_Task:_ Return all of the entries, keeping every word and mark as it is.

[[ Provided information, beginning ]]

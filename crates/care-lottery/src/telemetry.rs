use crate::config::TelemetryConfig;
use std::fmt;
use tracing_subscriber::filter::ParseError;
use tracing_subscriber::EnvFilter;

#[derive(Debug)]
pub enum TelemetryError {
    EnvFilter { value: String, source: ParseError },
    Subscriber(Box<dyn std::error::Error + Send + Sync>),
}

impl fmt::Display for TelemetryError {
    fn fmt(&self, f: &mut fmt::Formatter<'_>) -> fmt::Result {
        match self {
            TelemetryError::EnvFilter { value, .. } => {
                write!(f, "invalid log filter '{}'", value)
            }
            TelemetryError::Subscriber(err) => write!(f, "subscriber already installed: {err}"),
        }
    }
}

impl std::error::Error for TelemetryError {
    fn source(&self) -> Option<&(dyn std::error::Error + 'static)> {
        match self {
            TelemetryError::EnvFilter { source, .. } => Some(source),
            TelemetryError::Subscriber(err) => Some(&**err),
        }
    }
}

/// `RUST_LOG` wins over the configured level when it parses.
pub fn filter(config: &TelemetryConfig) -> Result<EnvFilter, TelemetryError> {
    match EnvFilter::try_from_default_env() {
        Ok(filter) => Ok(filter),
        Err(_) => EnvFilter::try_new(&config.log_level).map_err(|source| {
            TelemetryError::EnvFilter {
                value: config.log_level.clone(),
                source,
            }
        }),
    }
}

pub fn init(config: &TelemetryConfig) -> Result<(), TelemetryError> {
    tracing_subscriber::fmt()
        .with_env_filter(filter(config)?)
        .with_target(false)
        .compact()
        .with_ansi(false)
        .try_init()
        .map_err(TelemetryError::Subscriber)
}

[[ Provided information, end ]]

_Solution to this task:_
filename crates/care-lottery/src/telemetry.rs
use crate::config::TelemetryConfig;
use std::fmt;
use tracing_subscriber::filter::ParseError;
use tracing_subscriber::EnvFilter;

#[derive(Debug)]
pub enum TelemetryError {
    EnvFilter { value: String, source: ParseError },
    Subscriber(Box<dyn std::error::Error + Send + Sync>),
}

impl fmt::Display for TelemetryError {
    fn fmt(&self, f: &mut fmt::Formatter<'_>) -> fmt::Result {
        match self {
            TelemetryError::EnvFilter { value, .. } => {
                write!(f, "invalid log filter '{}'", value)
            }
            TelemetryError::Subscriber(err) => write!(f, "subscriber already installed: {err}"),
        }
    }
}

impl std::error::Error for TelemetryError {
    fn source(&self) -> Option<&(dyn std::error::Error + 'static)> {
        match self {
            TelemetryError::EnvFilter { source, .. } => Some(source),
            TelemetryError::Subscriber(err) => Some(&**err),
        }
    }
}

/// `RUST_LOG` wins over the configured level when it parses.
pub fn filter(config: &TelemetryConfig) -> Result<EnvFilter, TelemetryError> {
    match EnvFilter::try_from_default_env() {
        Ok(filter) => Ok(filter),
        Err(_) => EnvFilter::try_new(&config.log_level).map_err(|source| {
            TelemetryError::EnvFilter {
                value: config.log_level.clone(),
                source,
            }
        }),
    }
}

pub fn init(config: &TelemetryConfig) -> Result<(), TelemetryError> {
    tracing_subscriber::fmt()
        .with_env_filter(filter(config)?)
        .with_target(false)
        .compact()
        .with_ansi(false)
        .try_init()
        .map_err(TelemetryError::Subscriber)
}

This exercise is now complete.